Figure 7. PIM1 inhibition inhibits profibrotic gene expression and collagen secretion in organotypic IPF lung cultures ex vivo.

(A) Schematic of organotypic culture of IPF lungs. (B) H&E and trichrome staining of IPF lung tissue explants after 5 days in culture showing intact tissue architecture of nonfibrotic area (top panels) and distorted architecture of fibrotic area (bottom panels). Scale bar: 50 μm. FF, fibrotic foci; V, vein; Av, alveoli. (C) qPCR analysis of ECM gene expression in IPF lung explants treated with 10 μM of AZD1208 or DMSO control in combination with or without 10 ng/mL of TGF-β for 5 days. n ≥ 3 IPF lung explants.
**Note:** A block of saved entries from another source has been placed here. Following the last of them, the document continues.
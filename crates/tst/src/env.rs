// SPDX-License-Identifier: MIT
// Copyright (c) 2026 Alfred Jean LLC

//! Centralized environment variable access.
//!
//! All environment variables read by tst are defined here.
//! Use these accessors instead of calling `std::env::var()` directly.

/// Env var name constants.
mod names {
    pub const TST_SHOW_PASSED: &str = "TST_SHOW_PASSED";
    pub const TST_COLOR: &str = "TST_COLOR";
    pub const NO_COLOR: &str = "NO_COLOR";
}

pub use names::*;

use crate::theme::ColorMode;

/// `TST_SHOW_PASSED` — Print `Passed` lines. Unparseable values are ignored.
pub fn show_passed() -> Option<bool> {
    std::env::var(names::TST_SHOW_PASSED)
        .ok()
        .and_then(|v| parse_bool(&v))
}

/// `TST_COLOR` — `always`, `never` or `auto`.
pub fn color_mode() -> Option<ColorMode> {
    std::env::var(names::TST_COLOR)
        .ok()
        .and_then(|v| ColorMode::parse(&v))
}

/// `NO_COLOR` — Set and non-empty disables automatic coloring.
pub fn no_color() -> bool {
    std::env::var_os(names::NO_COLOR).is_some_and(|v| !v.is_empty())
}

pub(crate) fn parse_bool(value: &str) -> Option<bool> {
    match value.trim().to_ascii_lowercase().as_str() {
        "1" | "true" | "yes" | "on" | "y" => Some(true),
        "0" | "false" | "no" | "off" | "n" => Some(false),
        _ => None,
    }
}

#[cfg(test)]
#[path = "env_tests.rs"]
pub(crate) mod tests;
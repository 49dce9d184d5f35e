//! Gravity-aligned orientation tracking from inertial data.
//!
//! The [`OrientationTracker`] keeps a world-aligned orientation by
//! integrating angular velocity between observations and slowly steering
//! the result toward the gravity direction seen by the accelerometer.
//!
//! # Algorithm
//!
//! 1. **Gyro integration**: `advance(t)` rotates the orientation by the
//!    stored angular velocity times the elapsed interval.
//! 2. **Gravity estimation**: linear-acceleration observations feed an
//!    exponential filter, `alpha = 1 - exp(-dt / time_constant)`. The
//!    time constant trades noise rejection against responsiveness.
//! 3. **Alignment**: after each gravity update, the orientation is
//!    corrected by the rotation that maps the filtered gravity estimate
//!    onto the body-frame up axis, so roll and pitch stay anchored to
//!    gravity while yaw evolves purely from the gyro.
//!
//! Yaw therefore drifts with gyro bias; the scan matcher corrects
//! absolute yaw downstream.

use nalgebra::{UnitQuaternion, Vector3};

/// Standard gravity in m/s².
const G: f32 = 9.81;

/// World-aligned orientation from gyro integration plus gravity steering.
#[derive(Clone, Debug)]
pub struct OrientationTracker {
    /// Exponential time constant for the gravity filter (seconds).
    gravity_time_constant: f32,

    /// Time of the last `advance` (microseconds).
    timestamp_us: u64,

    /// Time of the last linear-acceleration observation.
    last_acceleration_time_us: Option<u64>,

    /// Current orientation estimate.
    orientation: UnitQuaternion<f32>,

    /// Filtered gravity direction in the body frame (m/s²).
    gravity_vector: Vector3<f32>,

    /// Most recent angular velocity observation (rad/s, body frame).
    angular_velocity: Vector3<f32>,
}

impl OrientationTracker {
    /// Create a tracker at `timestamp_us` with identity orientation.
    pub fn new(gravity_time_constant: f32, timestamp_us: u64) -> Self {
        Self {
            gravity_time_constant,
            timestamp_us,
            last_acceleration_time_us: None,
            orientation: UnitQuaternion::identity(),
            gravity_vector: Vector3::new(0.0, 0.0, G),
            angular_velocity: Vector3::zeros(),
        }
    }

    /// Integrate the stored angular velocity up to `timestamp_us`.
    ///
    /// # Panics
    ///
    /// Panics when `timestamp_us` precedes the tracker time; callers must
    /// feed monotonically non-decreasing times.
    pub fn advance(&mut self, timestamp_us: u64) {
        assert!(
            timestamp_us >= self.timestamp_us,
            "orientation tracker time went backwards: {} < {}",
            timestamp_us,
            self.timestamp_us
        );
        let dt = (timestamp_us - self.timestamp_us) as f32 / 1_000_000.0;

        let rotation = UnitQuaternion::from_scaled_axis(self.angular_velocity * dt);
        self.orientation *= rotation;
        // The body frame rotated, so the gravity estimate counter-rotates.
        self.gravity_vector = rotation.inverse() * self.gravity_vector;
        self.timestamp_us = timestamp_us;
    }

    /// Record an angular velocity observation (rad/s, body frame).
    pub fn add_angular_velocity(&mut self, timestamp_us: u64, angular_velocity: Vector3<f32>) {
        debug_assert!(timestamp_us >= self.timestamp_us);
        self.angular_velocity = angular_velocity;
    }

    /// Record a linear acceleration observation (m/s², body frame).
    ///
    /// When `absolute_orientation` is provided, the gravity observation is
    /// taken from it (the world up axis rotated into the body frame)
    /// instead of the raw accelerometer, which removes the motion
    /// component from the measurement.
    pub fn add_linear_acceleration(
        &mut self,
        timestamp_us: u64,
        linear_acceleration: Vector3<f32>,
        absolute_orientation: Option<&UnitQuaternion<f32>>,
    ) {
        let dt = match self.last_acceleration_time_us {
            Some(last) => (timestamp_us.saturating_sub(last)) as f32 / 1_000_000.0,
            None => f32::INFINITY,
        };
        self.last_acceleration_time_us = Some(timestamp_us);

        let observed = match absolute_orientation {
            Some(q) => q.inverse() * Vector3::new(0.0, 0.0, G),
            None => linear_acceleration,
        };

        let alpha = 1.0 - (-dt / self.gravity_time_constant).exp();
        self.gravity_vector = (1.0 - alpha) * self.gravity_vector + alpha * observed;

        // Steer the orientation so the filtered gravity maps onto the
        // world up axis expressed in the body frame.
        let target = self.orientation.inverse() * Vector3::z();
        if let Some(correction) = UnitQuaternion::rotation_between(&self.gravity_vector, &target) {
            self.orientation *= correction;
        }
    }

    /// Current orientation estimate.
    #[inline]
    pub fn orientation(&self) -> UnitQuaternion<f32> {
        self.orientation
    }

    /// Current filtered gravity vector in the body frame.
    #[inline]
    pub fn gravity_vector(&self) -> Vector3<f32> {
        self.gravity_vector
    }

    /// Time of the last `advance`.
    #[inline]
    pub fn timestamp_us(&self) -> u64 {
        self.timestamp_us
    }
}
//! Rigid transforms in 2D and 3D.
//!
//! The tracking pipeline works in two frames: full 3D poses (`Rigid3`,
//! unit quaternion + translation) for dead reckoning and IMU fusion, and
//! planar poses (`Pose2D`) for everything that touches the occupancy
//! grid. `project_2d` / `embed_3d` move between the two by dropping z and
//! keeping yaw.
//!
//! Coordinate convention follows ROS REP-103:
//! - X: forward, Y: left, Z: up
//! - Theta/yaw: CCW positive from +X axis, radians

use nalgebra::{Point2, Point3, UnitQuaternion, Vector3};
use serde::{Deserialize, Serialize};

/// Planar rigid transform (x, y, theta).
#[derive(Clone, Copy, Debug, Default, Serialize, Deserialize)]
pub struct Pose2D {
    /// X translation in meters.
    pub x: f32,
    /// Y translation in meters.
    pub y: f32,
    /// Rotation in radians (CCW positive from +X).
    pub theta: f32,
}

impl Pose2D {
    /// Create a new pose.
    #[inline]
    pub fn new(x: f32, y: f32, theta: f32) -> Self {
        Self { x, y, theta }
    }

    /// The identity transform.
    #[inline]
    pub fn identity() -> Self {
        Self::default()
    }

    /// Transform a point from the local frame into the parent frame.
    #[inline]
    pub fn transform_point(&self, point: Point2<f32>) -> Point2<f32> {
        let (sin_t, cos_t) = self.theta.sin_cos();
        Point2::new(
            self.x + point.x * cos_t - point.y * sin_t,
            self.y + point.x * sin_t + point.y * cos_t,
        )
    }

    /// Compose two transforms: `self * other`.
    #[inline]
    pub fn compose(&self, other: &Pose2D) -> Pose2D {
        let p = self.transform_point(Point2::new(other.x, other.y));
        Pose2D::new(p.x, p.y, normalize_angle(self.theta + other.theta))
    }

    /// The inverse transform.
    #[inline]
    pub fn inverse(&self) -> Pose2D {
        let (sin_t, cos_t) = self.theta.sin_cos();
        Pose2D::new(
            -self.x * cos_t - self.y * sin_t,
            self.x * sin_t - self.y * cos_t,
            -self.theta,
        )
    }

    /// Planar distance to another pose.
    #[inline]
    pub fn distance(&self, other: &Pose2D) -> f32 {
        let dx = self.x - other.x;
        let dy = self.y - other.y;
        (dx * dx + dy * dy).sqrt()
    }
}

impl PartialEq for Pose2D {
    fn eq(&self, other: &Self) -> bool {
        (self.x - other.x).abs() < 1e-6
            && (self.y - other.y).abs() < 1e-6
            && normalize_angle(self.theta - other.theta).abs() < 1e-6
    }
}

/// 3D rigid transform: unit-quaternion rotation plus translation.
#[derive(Clone, Copy, Debug)]
pub struct Rigid3 {
    /// Rotation component.
    pub rotation: UnitQuaternion<f32>,
    /// Translation component in meters.
    pub translation: Vector3<f32>,
}

impl Rigid3 {
    /// Create a transform from translation and rotation.
    #[inline]
    pub fn new(translation: Vector3<f32>, rotation: UnitQuaternion<f32>) -> Self {
        Self {
            rotation,
            translation,
        }
    }

    /// The identity transform.
    #[inline]
    pub fn identity() -> Self {
        Self {
            rotation: UnitQuaternion::identity(),
            translation: Vector3::zeros(),
        }
    }

    /// A pure rotation (zero translation).
    #[inline]
    pub fn from_rotation(rotation: UnitQuaternion<f32>) -> Self {
        Self {
            rotation,
            translation: Vector3::zeros(),
        }
    }

    /// A pure translation (identity rotation).
    #[inline]
    pub fn from_translation(translation: Vector3<f32>) -> Self {
        Self {
            rotation: UnitQuaternion::identity(),
            translation,
        }
    }

    /// Compose two transforms: `self * other`.
    #[inline]
    pub fn compose(&self, other: &Rigid3) -> Rigid3 {
        Rigid3 {
            rotation: self.rotation * other.rotation,
            translation: self.translation + self.rotation * other.translation,
        }
    }

    /// The inverse transform.
    #[inline]
    pub fn inverse(&self) -> Rigid3 {
        let rotation = self.rotation.inverse();
        Rigid3 {
            rotation,
            translation: -(rotation * self.translation),
        }
    }

    /// Transform a point into the parent frame.
    #[inline]
    pub fn transform_point(&self, point: &Point3<f32>) -> Point3<f32> {
        self.rotation * point + self.translation
    }

    /// Yaw of the rotation: the heading of the rotated unit-x axis.
    ///
    /// Well defined for any orientation, unlike Euler decomposition at
    /// gimbal configurations.
    #[inline]
    pub fn yaw(&self) -> f32 {
        yaw_of(&self.rotation)
    }

    /// Project to a planar pose, dropping z and keeping yaw.
    #[inline]
    pub fn project_2d(&self) -> Pose2D {
        Pose2D::new(self.translation.x, self.translation.y, self.yaw())
    }

    /// Embed a planar pose as a 3D transform (z = 0, roll = pitch = 0).
    #[inline]
    pub fn embed_3d(pose: &Pose2D) -> Rigid3 {
        Rigid3 {
            rotation: UnitQuaternion::from_axis_angle(&Vector3::z_axis(), pose.theta),
            translation: Vector3::new(pose.x, pose.y, 0.0),
        }
    }
}

impl Default for Rigid3 {
    fn default() -> Self {
        Self::identity()
    }
}

/// Yaw of a rotation: heading of the rotated unit-x axis.
#[inline]
pub fn yaw_of(rotation: &UnitQuaternion<f32>) -> f32 {
    let direction = rotation * Vector3::x();
    direction.y.atan2(direction.x)
}

/// Normalize an angle to [-pi, pi].
#[inline]
pub fn normalize_angle(angle: f32) -> f32 {
    let mut a = angle;
    while a > std::f32::consts::PI {
        a -= 2.0 * std::f32::consts::PI;
    }
    while a < -std::f32::consts::PI {
        a += 2.0 * std::f32::consts::PI;
    }
    a
}
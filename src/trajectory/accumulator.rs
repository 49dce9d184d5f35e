//! Multi-scan range accumulation.
//!
//! Consecutive scans are merged into one composite in the tracking frame
//! of the batch's first scan, so that platform motion between scans does
//! not smear the composite. While merging, the min/max range policy is
//! applied per return:
//!
//! - closer than `min_range`: discarded (self-hits, sensor cowling)
//! - within `[min_range, max_range]`: kept as a return
//! - beyond `max_range`: converted into a synthetic miss at
//!   `missing_data_ray_length` along the same ray, preserving the
//!   free-space information without trusting the far reading
//!
//! Once `scans_per_accumulation` scans are merged, the composite is
//! transformed into the newest tracking frame, handed back, and the
//! accumulator resets.

use crate::core::{RangeData, Rigid3};

/// Batches consecutive scans into one composite range data set.
pub struct RangeAccumulator {
    scans_per_accumulation: usize,
    min_range: f32,
    max_range: f32,
    missing_data_ray_length: f32,

    num_accumulated: usize,
    first_pose: Rigid3,
    accumulated: RangeData,
}

impl RangeAccumulator {
    /// Create an accumulator with the given batch size and range policy.
    pub fn new(
        scans_per_accumulation: usize,
        min_range: f32,
        max_range: f32,
        missing_data_ray_length: f32,
    ) -> Self {
        assert!(scans_per_accumulation >= 1);
        Self {
            scans_per_accumulation,
            min_range,
            max_range,
            missing_data_ray_length,
            num_accumulated: 0,
            first_pose: Rigid3::identity(),
            accumulated: RangeData::empty(),
        }
    }

    /// Number of scans currently held.
    #[inline]
    pub fn num_accumulated(&self) -> usize {
        self.num_accumulated
    }

    /// Merge a scan taken at `pose_estimate` into the batch.
    ///
    /// Returns the composite (in the current tracking frame) when the
    /// batch is complete, resetting the accumulator.
    pub fn add_scan(
        &mut self,
        range_data: &RangeData,
        pose_estimate: &Rigid3,
    ) -> Option<RangeData> {
        if self.num_accumulated == 0 {
            self.first_pose = *pose_estimate;
            self.accumulated = RangeData::empty();
        }

        let tracking_delta = self.first_pose.inverse().compose(pose_estimate);
        let in_first_tracking = range_data.transform(&tracking_delta);

        for hit in &in_first_tracking.returns {
            let delta = hit - in_first_tracking.origin;
            let range = delta.norm();
            if range < self.min_range {
                continue;
            }
            if range <= self.max_range {
                self.accumulated.returns.push(*hit);
            } else {
                self.accumulated
                    .misses
                    .push(in_first_tracking.origin + (self.missing_data_ray_length / range) * delta);
            }
        }

        self.num_accumulated += 1;
        if self.num_accumulated < self.scans_per_accumulation {
            return None;
        }

        self.num_accumulated = 0;
        let composite = std::mem::take(&mut self.accumulated);
        Some(composite.transform(&tracking_delta.inverse()))
    }
}

#[cfg(test)]
mod tests {
    use super::*;
    use nalgebra::{Point3, Vector3};

    #[test]
    fn test_single_scan_batch_passes_through() {
        let mut accumulator = RangeAccumulator::new(1, 0.2, 10.0, 5.0);
        let data = RangeData::new(Point3::origin(), vec![Point3::new(1.0, 0.0, 0.0)]);

        let composite = accumulator
            .add_scan(&data, &Rigid3::identity())
            .expect("batch of one completes immediately");

        assert_eq!(composite.returns.len(), 1);
        assert!((composite.returns[0].x - 1.0).abs() < 1e-6);
        assert_eq!(accumulator.num_accumulated(), 0);
    }

    #[test]
    fn test_min_range_boundary() {
        let mut accumulator = RangeAccumulator::new(1, 0.2, 10.0, 5.0);
        let data = RangeData::new(
            Point3::origin(),
            vec![
                Point3::new(0.1, 0.0, 0.0), // below min: dropped
                Point3::new(0.2, 0.0, 0.0), // exactly min: kept
            ],
        );

        let composite = accumulator.add_scan(&data, &Rigid3::identity()).unwrap();
        assert_eq!(composite.returns.len(), 1);
        assert!((composite.returns[0].x - 0.2).abs() < 1e-6);
        assert!(composite.misses.is_empty());
    }

    #[test]
    fn test_max_range_boundary_and_synthetic_miss() {
        let mut accumulator = RangeAccumulator::new(1, 0.0, 10.0, 5.0);
        let data = RangeData::new(
            Point3::origin(),
            vec![
                Point3::new(10.0, 0.0, 0.0), // exactly max: return
                Point3::new(12.0, 0.0, 0.0), // beyond: miss at 5 m
            ],
        );

        let composite = accumulator.add_scan(&data, &Rigid3::identity()).unwrap();
        assert_eq!(composite.returns.len(), 1);
        assert_eq!(composite.misses.len(), 1);
        assert!(
            (composite.misses[0].x - 5.0).abs() < 1e-5,
            "miss at {:?}",
            composite.misses[0]
        );
    }

    #[test]
    fn test_two_scan_batch_merges_in_first_frame() {
        let mut accumulator = RangeAccumulator::new(2, 0.0, 10.0, 5.0);
        let data = RangeData::new(Point3::origin(), vec![Point3::new(1.0, 0.0, 0.0)]);

        let first = accumulator.add_scan(&data, &Rigid3::identity());
        assert!(first.is_none());
        assert_eq!(accumulator.num_accumulated(), 1);

        // Platform moved 0.5 m forward between scans.
        let moved = Rigid3::from_translation(Vector3::new(0.5, 0.0, 0.0));
        let composite = accumulator.add_scan(&data, &moved).unwrap();

        assert_eq!(composite.returns.len(), 2);
        // In the current (moved) tracking frame: the first scan's point
        // sits 0.5 m behind, the second at its measured position.
        let xs: Vec<f32> = composite.returns.iter().map(|p| p.x).collect();
        assert!(xs.iter().any(|&x| (x - 0.5).abs() < 1e-5), "xs = {:?}", xs);
        assert!(xs.iter().any(|&x| (x - 1.0).abs() < 1e-5), "xs = {:?}", xs);
    }

    #[test]
    fn test_accumulator_resets_after_emission() {
        let mut accumulator = RangeAccumulator::new(2, 0.0, 10.0, 5.0);
        let data = RangeData::new(Point3::origin(), vec![Point3::new(1.0, 0.0, 0.0)]);

        accumulator.add_scan(&data, &Rigid3::identity());
        accumulator.add_scan(&data, &Rigid3::identity()).unwrap();

        // Next batch starts from scratch.
        assert_eq!(accumulator.num_accumulated(), 0);
        let first_of_next = accumulator.add_scan(&data, &Rigid3::identity());
        assert!(first_of_next.is_none());
    }

    #[test]
    fn test_range_measured_from_scan_origin() {
        let mut accumulator = RangeAccumulator::new(1, 0.0, 2.0, 1.0);
        // Origin displaced: the point is 1 m from the origin, although
        // 3 m from the frame zero.
        let data = RangeData::new(
            Point3::new(2.0, 0.0, 0.0),
            vec![Point3::new(3.0, 0.0, 0.0)],
        );

        let composite = accumulator.add_scan(&data, &Rigid3::identity()).unwrap();
        assert_eq!(composite.returns.len(), 1);
        assert!(composite.misses.is_empty());
    }
}
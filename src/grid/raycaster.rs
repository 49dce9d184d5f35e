//! Integer ray traversal for grid updates.
//!
//! Bresenham's line algorithm yields every cell between two grid
//! coordinates, endpoints included, using only integer arithmetic. The
//! insertion code walks each range-finder ray with it, applying miss
//! updates along the body of the ray and a hit update at a return's
//! endpoint.

use super::probability_grid::GridCoord;

/// Iterator over the cells of a grid-aligned line segment.
///
/// Yields cells from `start` to `end` inclusive, with no gaps.
pub struct BresenhamLine {
    x: i32,
    y: i32,
    end_x: i32,
    end_y: i32,
    dx: i32,
    dy: i32,
    sx: i32,
    sy: i32,
    err: i32,
    done: bool,
}

impl BresenhamLine {
    /// Create an iterator from `start` to `end`.
    pub fn new(start: GridCoord, end: GridCoord) -> Self {
        let dx = (end.x - start.x).abs();
        let dy = -(end.y - start.y).abs();
        Self {
            x: start.x,
            y: start.y,
            end_x: end.x,
            end_y: end.y,
            dx,
            dy,
            sx: if end.x >= start.x { 1 } else { -1 },
            sy: if end.y >= start.y { 1 } else { -1 },
            err: dx + dy,
            done: false,
        }
    }
}

impl Iterator for BresenhamLine {
    type Item = GridCoord;

    fn next(&mut self) -> Option<GridCoord> {
        if self.done {
            return None;
        }
        let current = GridCoord::new(self.x, self.y);

        if self.x == self.end_x && self.y == self.end_y {
            self.done = true;
            return Some(current);
        }

        let e2 = 2 * self.err;
        if e2 >= self.dy {
            self.err += self.dy;
            self.x += self.sx;
        }
        if e2 <= self.dx {
            self.err += self.dx;
            self.y += self.sy;
        }

        Some(current)
    }
}
//! # MargaSLAM
//!
//! Local trajectory builder for 2D LiDAR SLAM: the online front end that
//! fuses an IMU, wheel odometry and horizontal range-finder returns into
//! a continuously updated pose estimate while building local occupancy
//! submaps.
//!
//! ## Overview
//!
//! - **Dead reckoning**: gravity-aligned orientation tracking plus a
//!   constant-velocity model, corrected by wheel odometry through a
//!   Kalman-style pose filter.
//! - **Scan matching**: a two-stage matcher (optional correlative grid
//!   search, then damped Gauss-Newton refinement) aligns every
//!   accumulated scan against the current submap.
//! - **Submaps**: evidence accumulates into an active pair of log-odds
//!   occupancy grids that rotates on a scan-count threshold.
//!
//! Loop closure and pose-graph optimization are external consumers of
//! the emitted [`InsertionResult`]s; this crate does not provide them.
//!
//! ## Quick start
//!
//! ```rust,ignore
//! use marga_slam::{LocalTrajectoryBuilder, LocalTrajectoryConfig, RangeData};
//!
//! let mut builder = LocalTrajectoryBuilder::new(LocalTrajectoryConfig::default());
//!
//! // Feed sensor streams in time order.
//! builder.add_imu(t, linear_acceleration, angular_velocity, orientation);
//! builder.add_odometer(t, &odometer_pose);
//! if let Some(result) = builder.add_horizontal_range(t, &scan) {
//!     // Hand the insertion result to the pose graph.
//! }
//! ```
//!
//! ## Coordinate system
//!
//! ROS REP-103: X forward, Y left, Z up; yaw CCW positive from +X.
//! Timestamps are microseconds.

#![warn(missing_docs)]

pub mod config;
pub mod core;
pub mod grid;
pub mod matching;
pub mod submap;
pub mod trajectory;

pub use crate::config::{ConfigError, LocalTrajectoryConfig};
pub use crate::core::{
    normalize_angle, yaw_of, AdaptiveVoxelFilter, AdaptiveVoxelFilterConfig, MotionFilter,
    MotionFilterConfig, OdometryState, OdometryStateTracker, OrientationTracker, PoseCovariance,
    PoseFilter, PoseFilterConfig, Pose2D, RangeData, Rigid3,
};
pub use crate::grid::{GridCoord, LogOddsParams, ProbabilityGrid};
pub use crate::matching::{
    CorrelativeMatcher, CorrelativeMatcherConfig, GaussNewtonMatcher, GaussNewtonMatcherConfig,
    MatchSummary,
};
pub use crate::submap::{ActiveSubmaps, Submap, SubmapConfig};
pub use crate::trajectory::{
    InsertionResult, LocalTrajectoryBuilder, PoseEstimate, RangeAccumulator,
};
Data are shown as mean ± SEM. P values were calculated using 1-way ANOVA with Holm-Šidák post hoc test. (D) qPCR analysis of pathogenic lung fibroblasts gene markers in IPF lung explants treated with 10 μM of AZD1208 or DMSO in the presence or absence of 10 ng/mL of TGF-β for 5 days. n ≥ 3 IPF lung explants. Data are shown as mean ± SEM. P values were calculated using 1-way ANOVA with Holm-Šidák post hoc test. (E) qPCR analysis of prosurvival genes in IPF lung explants treated with 10 μM of AZD1208 or DMSO in the presence or absence of 10 ng/mL of TGF-β for 5 days. n = 3 IPF lung explants. Data are shown as mean ± SEM. P values were calculated using 1-way ANOVA with Holm-Šidák post hoc test. (F) Soluble collagen-I secreted from IPF lung explants into the media was evaluated by Western blot analysis. Each lane contained equal volume of conditioned medium of different lung sections obtained from single IPF lung explants. Ponceau staining was used as loading control for secreted collagen-I.